SHOULD distinguish client errors (bad arguments — do not retry) from transient errors (network, timeout — may retry) in the error message text. The model uses this signal to decide its next action.

SHOULD set a maximum turn limit to prevent infinite retry loops:

python
MAX_TURNS = 10

async def agent_loop(messages, tools, tool_registry):
    for _ in range(MAX_TURNS):
        response = await run_agent_turn(messages, tools, tool_registry)
        if response.stop_reason != "tool_use":
            return response
    raise RuntimeError("Agent exceeded maximum turn limit")

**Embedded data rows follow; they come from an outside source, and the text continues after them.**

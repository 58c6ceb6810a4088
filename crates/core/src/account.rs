use serde::{Deserialize, Serialize};
use std::fmt;
use thiserror::Error;

pub const ACCOUNT_KEY_LEN: usize = 5;

/// Canonical join key for an account: exactly five ASCII digits.
///
/// Derived from the trailing digits of a raw account number, so statement
/// numbers like `12.345-6` and ledger numbers like `0001234567` can meet.
/// An account without a key is represented as `Option<AccountKey>::None`
/// and never joins, not even with another missing key.
#[derive(Debug, Clone, PartialEq, Eq, PartialOrd, Ord, Hash, Serialize, Deserialize)]
#[serde(try_from = "String", into = "String")]
pub struct AccountKey(String);

#[derive(Debug, Clone, PartialEq, Eq, Error)]
#[error("Invalid account key: '{0}'")]
pub struct InvalidAccountKey(pub String);

impl AccountKey {
    pub fn as_str(&self) -> &str {
        &self.0
    }
}

impl fmt::Display for AccountKey {
    fn fmt(&self, f: &mut fmt::Formatter<'_>) -> fmt::Result {
        f.write_str(&self.0)
    }
}

impl std::str::FromStr for AccountKey {
    type Err = InvalidAccountKey;

    fn from_str(s: &str) -> Result<Self, Self::Err> {
        if s.len() == ACCOUNT_KEY_LEN && s.bytes().all(|b| b.is_ascii_digit()) {
            Ok(AccountKey(s.to_string()))
        } else {
            Err(InvalidAccountKey(s.to_string()))
        }
    }
}

impl TryFrom<String> for AccountKey {
    type Error = InvalidAccountKey;

    fn try_from(s: String) -> Result<Self, Self::Error> {
        s.parse()
    }
}

impl From<AccountKey> for String {
    fn from(key: AccountKey) -> Self {
        key.0
    }
}

/// Keeps the last five digits of `raw`, left-padded with zeros.
///
/// Returns `None` when there is no input or the input has no digits at all.
pub fn normalize_account_key(raw: Option<&str>) -> Option<AccountKey> {
    let digits: Vec<char> = raw?.chars().filter(|c| c.is_ascii_digit()).collect();
    if digits.is_empty() {
        return None;
    }
    let tail: String = digits[digits.len().saturating_sub(ACCOUNT_KEY_LEN)..]
        .iter()
        .collect();
    Some(AccountKey(format!("{tail:0>width$}", width = ACCOUNT_KEY_LEN)))
}
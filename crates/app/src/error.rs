use std::path::PathBuf;

use concilia_import::{LedgerError, ReconcileError};
use thiserror::Error;

#[derive(Debug, Error)]
pub enum RunError {
    #[error("Invalid run configuration: {0}")]
    Config(#[from] toml::de::Error),
    #[error("Could not read {}: {source}", path.display())]
    Read {
        path: PathBuf,
        #[source]
        source: std::io::Error,
    },
    #[error("Ledger configuration error: {0}")]
    Ledger(#[from] LedgerError),
    #[error(transparent)]
    Reconcile(#[from] ReconcileError),
    #[error("Export failed: {0}")]
    Export(#[from] csv::Error),
    #[error("Export I/O error: {0}")]
    ExportIo(#[from] std::io::Error),
}
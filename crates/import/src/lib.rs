pub mod ledger;
pub mod reconcile;

pub use ledger::{import_ledger, parse_ledger_date, LedgerColumns, LedgerEncoding, LedgerError, LedgerProfile};
pub use reconcile::{reconcile, MatchedPair, ReconcileError, ReconciliationResult};
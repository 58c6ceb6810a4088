use std::collections::{BTreeMap, BTreeSet};

use concilia_core::{JoinKey, LedgerTransaction, StatementTransaction};
use serde::Serialize;
use thiserror::Error;
use tracing::info;

#[derive(Error, Debug, Clone, PartialEq, Eq)]
pub enum ReconcileError {
    #[error("Nothing to reconcile (statement empty: {statement_empty}, ledger empty: {ledger_empty})")]
    NothingToReconcile { statement_empty: bool, ledger_empty: bool },
}

/// A statement movement and a ledger row that share a join key.
#[derive(Debug, Clone, PartialEq, Serialize)]
pub struct MatchedPair {
    pub statement: StatementTransaction,
    pub ledger: LedgerTransaction,
}

/// Three-way split of both inputs.
///
/// Every statement transaction appears either in one or more matched pairs or
/// in `statement_only`, never both; likewise for ledger transactions.
#[derive(Debug, Clone, Default, PartialEq, Serialize)]
pub struct ReconciliationResult {
    pub matched: Vec<MatchedPair>,
    pub statement_only: Vec<StatementTransaction>,
    pub ledger_only: Vec<LedgerTransaction>,
}

impl ReconciliationResult {
    pub fn is_fully_matched(&self) -> bool {
        self.statement_only.is_empty() && self.ledger_only.is_empty()
    }
}

/// Full outer equi-join on `(account_key, date, |value|)`.
///
/// When N statement rows and M ledger rows share a key, all N×M pairs are
/// produced. Matched pairs follow statement input order, then ledger input
/// order. Records without a complete key never match anything.
pub fn reconcile(
    statement: &[StatementTransaction],
    ledger: &[LedgerTransaction],
) -> Result<ReconciliationResult, ReconcileError> {
    if statement.is_empty() || ledger.is_empty() {
        return Err(ReconcileError::NothingToReconcile {
            statement_empty: statement.is_empty(),
            ledger_empty: ledger.is_empty(),
        });
    }

    let mut ledger_by_key: BTreeMap<JoinKey, Vec<&LedgerTransaction>> = BTreeMap::new();
    for tx in ledger {
        if let Some(key) = tx.join_key() {
            ledger_by_key.entry(key).or_default().push(tx);
        }
    }

    let mut result = ReconciliationResult::default();
    let mut statement_keys = BTreeSet::new();

    for tx in statement {
        let Some(key) = tx.join_key() else {
            result.statement_only.push(tx.clone());
            continue;
        };
        match ledger_by_key.get(&key) {
            Some(rows) => {
                result.matched.extend(rows.iter().map(|l| MatchedPair {
                    statement: tx.clone(),
                    ledger: (*l).clone(),
                }));
            }
            None => result.statement_only.push(tx.clone()),
        }
        statement_keys.insert(key);
    }

    result.ledger_only = ledger
        .iter()
        .filter(|tx| tx.join_key().map_or(true, |k| !statement_keys.contains(&k)))
        .cloned()
        .collect();

    info!(
        "Reconciled: {} matched, {} statement-only, {} ledger-only",
        result.matched.len(),
        result.statement_only.len(),
        result.ledger_only.len()
    );
    Ok(result)
}

#[cfg(test)]
mod tests {
    use super::*;
    use chrono::NaiveDate;
    use concilia_core::{AccountKey, TransactionKind};
    use rust_decimal::Decimal;
    use std::str::FromStr;

    fn date(d: u32) -> NaiveDate {
        NaiveDate::from_ymd_opt(2024, 3, d).unwrap()
    }

    fn key(s: &str) -> Option<AccountKey> {
        Some(s.parse().unwrap())
    }

    fn dec(s: &str) -> Decimal {
        Decimal::from_str(s).unwrap()
    }

    fn stx(account: Option<AccountKey>, d: u32, value: &str) -> StatementTransaction {
        StatementTransaction::new(date(d), TransactionKind::Application, dec(value), account, "a.pdf")
    }

    fn ltx(account: Option<AccountKey>, d: u32, value: &str, doc: &str) -> LedgerTransaction {
        LedgerTransaction {
            date: Some(date(d)),
            value: dec(value),
            account_key: account,
            document_ref: Some(doc.to_string()),
        }
    }

    #[test]
    fn exact_match() {
        let r = reconcile(&[stx(key("12345"), 1, "1000")], &[ltx(key("12345"), 1, "1000.00", "d1")]).unwrap();
        assert_eq!(r.matched.len(), 1);
        assert!(r.is_fully_matched());
    }

    #[test]
    fn sign_difference_still_matches() {
        let r = reconcile(&[stx(key("12345"), 1, "1000")], &[ltx(key("12345"), 1, "-1000", "d1")]).unwrap();
        assert_eq!(r.matched.len(), 1);
    }

    #[test]
    fn rounding_to_cents_before_join() {
        let r = reconcile(&[stx(key("12345"), 1, "100.004")], &[ltx(key("12345"), 1, "100.001", "d1")]).unwrap();
        assert_eq!(r.matched.len(), 1);
    }

    #[test]
    fn different_date_or_account_does_not_match() {
        let r = reconcile(
            &[stx(key("12345"), 1, "10"), stx(key("12345"), 2, "10")],
            &[ltx(key("12345"), 3, "10", "d1"), ltx(key("54321"), 2, "10", "d2")],
        )
        .unwrap();
        assert!(r.matched.is_empty());
        assert_eq!(r.statement_only.len(), 2);
        assert_eq!(r.ledger_only.len(), 2);
    }

    #[test]
    fn duplicates_produce_cross_product() {
        let r = reconcile(
            &[stx(key("12345"), 1, "10"), stx(key("12345"), 1, "10")],
            &[
                ltx(key("12345"), 1, "10", "d1"),
                ltx(key("12345"), 1, "10", "d2"),
                ltx(key("12345"), 1, "10", "d3"),
            ],
        )
        .unwrap();
        assert_eq!(r.matched.len(), 6);
        assert!(r.statement_only.is_empty());
        assert!(r.ledger_only.is_empty());
        let docs: Vec<_> = r.matched.iter().map(|p| p.ledger.document_ref.clone().unwrap()).collect();
        assert_eq!(docs, ["d1", "d2", "d3", "d1", "d2", "d3"]);
    }

    #[test]
    fn missing_key_never_matches() {
        let r = reconcile(&[stx(None, 1, "10")], &[ltx(None, 1, "10", "d1")]).unwrap();
        assert!(r.matched.is_empty());
        assert_eq!(r.statement_only.len(), 1);
        assert_eq!(r.ledger_only.len(), 1);
    }

    #[test]
    fn ledger_without_date_is_ledger_only() {
        let mut l = ltx(key("12345"), 1, "10", "d1");
        l.date = None;
        let r = reconcile(&[stx(key("12345"), 1, "10")], &[l]).unwrap();
        assert_eq!(r.statement_only.len(), 1);
        assert_eq!(r.ledger_only.len(), 1);
    }

    #[test]
    fn unmatched_statement_account() {
        let r = reconcile(&[stx(key("99999"), 1, "10")], &[ltx(key("12345"), 1, "10", "d1")]).unwrap();
        assert!(r.matched.is_empty());
        assert_eq!(r.statement_only[0].account_key, key("99999"));
    }

    #[test]
    fn every_record_accounted_for_once() {
        let statement = vec![
            stx(key("12345"), 1, "10"),
            stx(key("12345"), 2, "20"),
            stx(None, 3, "30"),
        ];
        let ledger = vec![
            ltx(key("12345"), 1, "-10", "d1"),
            ltx(key("12345"), 4, "40", "d2"),
        ];
        let r = reconcile(&statement, &ledger).unwrap();

        let matched_statement: BTreeSet<_> = r.matched.iter().map(|p| p.statement.date).collect();
        let only_statement: BTreeSet<_> = r.statement_only.iter().map(|t| t.date).collect();
        assert!(matched_statement.is_disjoint(&only_statement));
        assert_eq!(matched_statement.len() + only_statement.len(), statement.len());

        let matched_ledger: BTreeSet<_> = r.matched.iter().map(|p| p.ledger.document_ref.clone()).collect();
        let only_ledger: BTreeSet<_> = r.ledger_only.iter().map(|t| t.document_ref.clone()).collect();
        assert!(matched_ledger.is_disjoint(&only_ledger));
        assert_eq!(matched_ledger.len() + only_ledger.len(), ledger.len());
    }

    #[test]
    fn empty_inputs_are_reported() {
        let err = reconcile(&[], &[ltx(key("12345"), 1, "10", "d1")]).unwrap_err();
        assert_eq!(err, ReconcileError::NothingToReconcile { statement_empty: true, ledger_empty: false });
        let err = reconcile(&[stx(key("12345"), 1, "10")], &[]).unwrap_err();
        assert_eq!(err, ReconcileError::NothingToReconcile { statement_empty: false, ledger_empty: true });
    }
}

Validate Tool Parameters Before Execution

MUST validate all parameters before passing them to tool implementations. Tool input arrives as a dict from the model and must be treated as untrusted data at the execution boundary:

python
from pydantic import BaseModel, validator

class SearchInput(BaseModel):
    query: str
    max_results: int = 5
    date_filter: str = "all_time"

    @validator("query")
    def query_length(cls, v):
        if len(v) < 3:
            raise ValueError("query must be at least 3 characters")
        if len(v) > 500:
            raise ValueError("query must be at most 500 characters")
        return v

    @validator("max_results")
    def results_range(cls, v):
        if not 1 <= v <= 20:
            raise ValueError("max_results must be between 1 and 20")
        return v

    @validator("date_filter")
    def valid_filter(cls, v):
        allowed = {"last_7_days", "last_30_days", "last_year", "all_time"}
        if v not in allowed:
            raise ValueError(f"date_filter must be one of {allowed}")
        return v

async def search_documents(tool_input: dict) -> str:
    params = SearchInput(**tool_input)  # Raises ValueError on bad input
    return await _execute_search(params)

MUST NOT pass tool call arguments directly to shell commands, SQL queries, or file paths without sanitization. Tool parameter injection is the agent equivalent of SQL injection — a malicious value in a user-controlled field can redirect agent behavior across connected systems.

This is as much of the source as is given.